The original set of Tennessee sports betting regulations was adopted in April 2020.
For sports bettors, many of the proposed tweaks aren’t that substantial, so customers should not expect a different experience on the apps that first started launching in November 2020. More launches are in the pipeline for the state that already has seven live mobile sportsbooks (but no retail books).
One important operator rule update pertains to the capped payouts. Tennessee sportsbooks must retain 10% of their handle in the form of winnings off of gamblers in a specified time frame. This rule has been on the books for the entire time the Volunteer State sports betting market has existed, though it is undergoing some changes. This rule is relevant for consumers because this can directly impact the product in a way that differs from sports betting in other states. Since November, Tennessee books have retained 9.32% of their wagers in the form of winnings, according to tracking from Sports Handle.
In other words, some of the Tennessee books will have to make up some ground in the upcoming NFL season. Compare that 9.32% hold to the 6.63% hold in Colorado since that state launched sports betting in May 2020, several months before Tennessee.

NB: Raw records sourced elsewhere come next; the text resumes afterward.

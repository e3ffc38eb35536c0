use uuid::Uuid;

use crate::expression::{
    check_children, prepare_children, ConditionExpression, Expression,
};
use crate::types::{EvalError, ExecutionState, MetadataState, ViolationList};

/// Evaluates a group of conditions with a logical AND.
///
/// Children are evaluated in order with their own negation applied; the
/// first effective `false` short-circuits the group, so later children
/// are never evaluated. An empty group evaluates to `false` — a rule
/// with no conditions must not silently fire.
#[derive(Debug)]
pub struct AndGroup {
    conditions: Vec<Box<dyn ConditionExpression>>,
    negated: bool,
    uuid: Uuid,
}

impl AndGroup {
    #[must_use]
    pub fn new() -> Self {
        Self {
            conditions: Vec::new(),
            negated: false,
            uuid: Uuid::new_v4(),
        }
    }

    /// Append a child condition.
    #[must_use]
    pub fn condition(mut self, condition: impl ConditionExpression + 'static) -> Self {
        self.conditions.push(Box::new(condition));
        self
    }

    /// Invert the group's own result. Applied by whoever evaluates the
    /// group via [`evaluate_effective`](ConditionExpression::evaluate_effective).
    #[must_use]
    pub fn negated(mut self) -> Self {
        self.negated = true;
        self
    }

    #[must_use]
    pub fn is_empty(&self) -> bool {
        self.conditions.is_empty()
    }
}

impl Expression for AndGroup {
    fn id(&self) -> &'static str {
        "and"
    }

    fn label(&self) -> &'static str {
        "Logical AND group"
    }

    fn uuid(&self) -> Uuid {
        self.uuid
    }

    fn check_integrity(&self, metadata: &mut MetadataState) -> ViolationList {
        check_children(&self.conditions, metadata)
    }

    fn prepare_metadata(&self, metadata: &mut MetadataState, until: Option<Uuid>) -> bool {
        if let Some(target) = until {
            if target == self.uuid {
                return true;
            }
        }
        prepare_children(&self.conditions, metadata, until)
    }
}

impl ConditionExpression for AndGroup {
    fn evaluate(&self, state: &mut ExecutionState) -> Result<bool, EvalError> {
        for condition in &self.conditions {
            if !condition.evaluate_effective(state)? {
                return Ok(false);
            }
        }
        Ok(!self.conditions.is_empty())
    }

    fn is_negated(&self) -> bool {
        self.negated
    }
}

Bettors in Colorado might have a better shake in some markets with better prices. New Jersey is at 7.03% since its books launched in 2018.
The 10% requirement in Tennessee isn’t ideal for bettors, but it isn’t astronomically high or crippling for the product. Consider that Michigan books have held 9.64% since they launched in late January. That is a smaller sample size than in Tennessee, though. Only Tennessee has the payout cap.
So what’s the rule change?
The staggered start for some sportsbooks means that they aren’t all on the same timeline with regard to maintaining that 10%. Sports betting is also partly a seasonal business in terms of customer activity.
The draft rules propose addressing this by requiring the following:
For books operating prior to Jan. 1, 2022, each shall report to the SWAC no later than Jan. 15, 2022:
- The total amount of wagers received through Dec. 31, 2021; and
- The adjusted gross income of the licensee through Dec. 31, 2021.
For sportsbook licensees operating on or after Jan. 1, 2022, each shall report to regulators no later than 15 days following the end of each calendar quarter:
- The total amount of wagers received during the previous three calendar months; and
- The total adjusted gross income during the previous three calendar months.
In summary, this rule is changing from annual to quarterly enforcement. This is designed to give the regulation more teeth. Sportsbooks are required to regularly monitor where they are relative to the cap.
“On each daily, weekly, and monthly report filed or maintained by the Licensee that records revenue information relating to sports gaming operations in Tennessee, the report shall include the payout for the current period as well as the aggregate payout year-to-date,” the proposed regulation says.
As for penalties for violating the rule, fines could be up to $25,000 per quarter. In the case that a sportsbook decides to deliberately break the rule and accept what could be at most a $100,000 fine over the course of a year, regulators have the right to impose additional penalties. It costs $750,000 annually for a license, in addition to paying a 20% tax to the state on the winnings.